Collected data entries:
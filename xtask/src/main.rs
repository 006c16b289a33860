// Licensed under the Apache-2.0 license

use clap::{Parser, Subcommand, ValueEnum};
use log::LevelFilter;
use registers_warl::Xlen;
use simple_logger::SimpleLogger;
use std::path::PathBuf;

mod warl_gen;

#[derive(Parser)]
#[command(version, about, long_about = None)]
struct Xtask {
    #[command(subcommand)]
    xtask: Commands,
}

#[derive(Clone, Copy, Debug, ValueEnum)]
enum XlenArg {
    #[value(name = "32")]
    Rv32,
    #[value(name = "64")]
    Rv64,
}

impl From<XlenArg> for Xlen {
    fn from(arg: XlenArg) -> Self {
        match arg {
            XlenArg::Rv32 => Xlen::Rv32,
            XlenArg::Rv64 => Xlen::Rv64,
        }
    }
}

#[derive(Subcommand)]
enum Commands {
    /// Generate WARL legalization procedures from a register definition file
    WarlGen {
        /// Register definition file (.toml or .json)
        #[arg(long, value_name = "FILE")]
        definition: PathBuf,

        /// Register width profile
        #[arg(long, value_enum, default_value = "64")]
        xlen: XlenArg,

        /// Output file (defaults to stdout)
        #[arg(short, long, value_name = "FILE")]
        output: Option<PathBuf>,

        /// Registers to define without legalization (can be repeated)
        #[arg(long = "skip", value_name = "REGISTER")]
        skip: Vec<String>,

        /// Don't skip the free-running counters by default
        #[arg(long)]
        no_default_skip: bool,

        /// Enable debug logging
        #[arg(short, long)]
        verbose: bool,
    },
}

fn main() {
    let cli = Xtask::parse();
    let result = match &cli.xtask {
        Commands::WarlGen {
            definition,
            xlen,
            output,
            skip,
            no_default_skip,
            verbose,
        } => {
            let level = if *verbose {
                LevelFilter::Debug
            } else {
                LevelFilter::Info
            };
            let _ = SimpleLogger::new().with_level(level).init();
            warl_gen::generate(
                definition,
                (*xlen).into(),
                output.as_deref(),
                skip,
                *no_default_skip,
            )
        }
    };
    result.unwrap_or_else(|e| {
        eprintln!("Error: {e:#}");
        std::process::exit(-1);
    });
}
// Licensed under the Apache-2.0 license

//! Procedure construction for one lowered register.

use super::AssemblyContext;
use crate::error::{WarlError, WarlResult};
use crate::field::FieldProcedure;
use crate::procedure::{Expr, Procedure, RegisterProcedures};
use crate::types::{
    FieldKind, FieldSpec, RegisterShape, RegisterSpec, ShadowMode, ShadowSpec, WarlRule,
};
use crate::util::identifier;

/// Name of a field legalizer. The `legalize_field_` prefix keeps field
/// legalizers apart from register procedures named `legalize_<register>`.
pub(crate) fn field_procedure_name(register: &str, field: &str) -> String {
    format!("legalize_field_{}_{}", identifier(register), identifier(field))
}

impl AssemblyContext<'_> {
    /// Builds the `legalize` and `get` procedures of `spec` and registers its
    /// field legalizers.
    pub(super) fn generate(&mut self, spec: &RegisterSpec) -> WarlResult<RegisterProcedures> {
        let name = identifier(&spec.name);
        let mut legalize = Procedure::new(format!("legalize_{name}"));
        let mut get = Procedure::new(format!("get_{name}"));
        get.assign(Expr::Current);
        let mut synthesized = false;

        match &spec.shape {
            RegisterShape::Fields(_) => legalize.assign(Expr::Current),
            RegisterShape::Scalar(_) => legalize.assign(Expr::Const(0)),
        }
        for field in spec.fields() {
            let value = self.field_value(spec, field, &mut legalize)?;
            legalize.assign(Expr::Acc.insert(field.msb, field.lsb, value));
            if let FieldKind::Shadow(shadow) = &field.kind {
                get.assign(Expr::Acc.insert(
                    field.msb,
                    field.lsb,
                    self.shadow_source(spec, field, shadow)?,
                ));
                synthesized = true;
            }
        }

        self.claim_procedure_name(spec, &legalize.name)?;
        if synthesized {
            self.claim_procedure_name(spec, &get.name)?;
        }
        Ok(RegisterProcedures {
            name: spec.name.clone(),
            address: spec.address,
            width: spec.width,
            legalize,
            get: synthesized.then_some(get),
        })
    }

    /// New value of `field` after a write. Shadow targets are updated by a
    /// store emitted into `procedure` ahead of the value.
    fn field_value(
        &mut self,
        spec: &RegisterSpec,
        field: &FieldSpec,
        procedure: &mut Procedure,
    ) -> WarlResult<Expr> {
        let old = Expr::Current.slice(field.msb, field.lsb);
        let new = Expr::Written.slice(field.msb, field.lsb);
        Ok(match &field.kind {
            FieldKind::Warl(rule) => Expr::LegalizeField {
                procedure: self.add_field_procedure(spec, field, rule)?,
                current: Box::new(old),
                written: Box::new(new),
            },
            FieldKind::ReadOnlyConstant(constant) => Expr::Const(*constant),
            FieldKind::ReadOnlyVariable => old,
            FieldKind::Plain => new,
            FieldKind::Shadow(shadow) => match shadow.mode {
                ShadowMode::ReadOnly => old,
                ShadowMode::ReadWrite => {
                    let (target, value) = self.shadow_store(spec, field, shadow)?;
                    procedure.store(&target, value);
                    self.shadow_source(spec, field, shadow)?
                }
            },
        })
    }

    fn add_field_procedure(
        &mut self,
        spec: &RegisterSpec,
        field: &FieldSpec,
        rule: &WarlRule,
    ) -> WarlResult<String> {
        let name = field_procedure_name(&spec.name, &field.name);
        self.claim_procedure_name(spec, &name)?;
        log::trace!(
            "{}.{}: {} legal clauses, {} illegal-write rules{}",
            spec.name,
            field.name,
            rule.legal.len(),
            rule.illegal.len(),
            if rule.has_dependencies() {
                " (dependent)"
            } else {
                ""
            }
        );
        self.fields.push(FieldProcedure {
            name: name.clone(),
            register: spec.name.clone(),
            field: field.name.clone(),
            width: field.width(),
            rule: rule.clone(),
        });
        Ok(name)
    }

    /// Rejects `name` if an earlier field legalizer or register procedure
    /// already renders under it.
    fn claim_procedure_name(&self, spec: &RegisterSpec, name: &str) -> WarlResult<()> {
        let fields = self.fields.iter().map(|f| &f.name);
        let registers = self
            .registers
            .iter()
            .flat_map(|r| std::iter::once(&r.legalize).chain(&r.get))
            .map(|p| &p.name);
        if fields.chain(registers).any(|n| n == name) {
            return Err(WarlError::InvalidDefinition {
                register: spec.name.clone(),
                message: format!("procedure name '{name}' is already in use"),
            });
        }
        Ok(())
    }

    /// Resolves a shadow target among the registers assembled so far.
    fn shadow_target(
        &self,
        spec: &RegisterSpec,
        field: &FieldSpec,
        shadow: &ShadowSpec,
    ) -> WarlResult<(&RegisterSpec, Option<&FieldSpec>)> {
        let target = self
            .assembled(&shadow.target.register)
            .ok_or_else(|| WarlError::ForwardShadowReference {
                register: spec.name.clone(),
                field: field.name.clone(),
                target: shadow.target.to_string(),
            })?;
        match &shadow.target.field {
            None => Ok((target, None)),
            Some(name) => target
                .field(name)
                .map(|f| (target, Some(f)))
                .ok_or_else(|| WarlError::InvalidDefinition {
                    register: spec.name.clone(),
                    message: format!("shadow target '{}' does not exist", shadow.target),
                }),
        }
    }

    /// Present value of a shadow field, read from its target.
    fn shadow_source(
        &self,
        spec: &RegisterSpec,
        field: &FieldSpec,
        shadow: &ShadowSpec,
    ) -> WarlResult<Expr> {
        let (target, target_field) = self.shadow_target(spec, field, shadow)?;
        let register = Expr::register(&target.name);
        Ok(match target_field {
            Some(f) => register.slice(f.msb, f.lsb),
            None => register.slice(field.width() - 1, 0),
        })
    }

    /// Store propagating a write of `field` into its target, using the
    /// target's own write policy.
    fn shadow_store(
        &self,
        spec: &RegisterSpec,
        field: &FieldSpec,
        shadow: &ShadowSpec,
    ) -> WarlResult<(String, Expr)> {
        let (target, target_field) = self.shadow_target(spec, field, shadow)?;
        let new = Expr::Written.slice(field.msb, field.lsb);
        let Some(tf) = target_field else {
            return Ok((
                target.name.clone(),
                Expr::LegalizeRegister {
                    register: target.name.clone(),
                    current: Box::new(Expr::register(&target.name)),
                    written: Box::new(new),
                },
            ));
        };
        let old = Expr::register(&target.name).slice(tf.msb, tf.lsb);
        let value = match &tf.kind {
            FieldKind::Warl(_) => Expr::LegalizeField {
                procedure: field_procedure_name(&target.name, &tf.name),
                current: Box::new(old),
                written: Box::new(new),
            },
            FieldKind::ReadOnlyConstant(constant) => Expr::Const(*constant),
            FieldKind::ReadOnlyVariable => old,
            FieldKind::Plain | FieldKind::Shadow(_) => new,
        };
        Ok((
            target.name.clone(),
            Expr::register(&target.name).insert(tf.msb, tf.lsb, value),
        ))
    }
}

Task details: Look through the entries above and say how many lines contain "derive", giving nothing but the number.

Solution to this problem: 3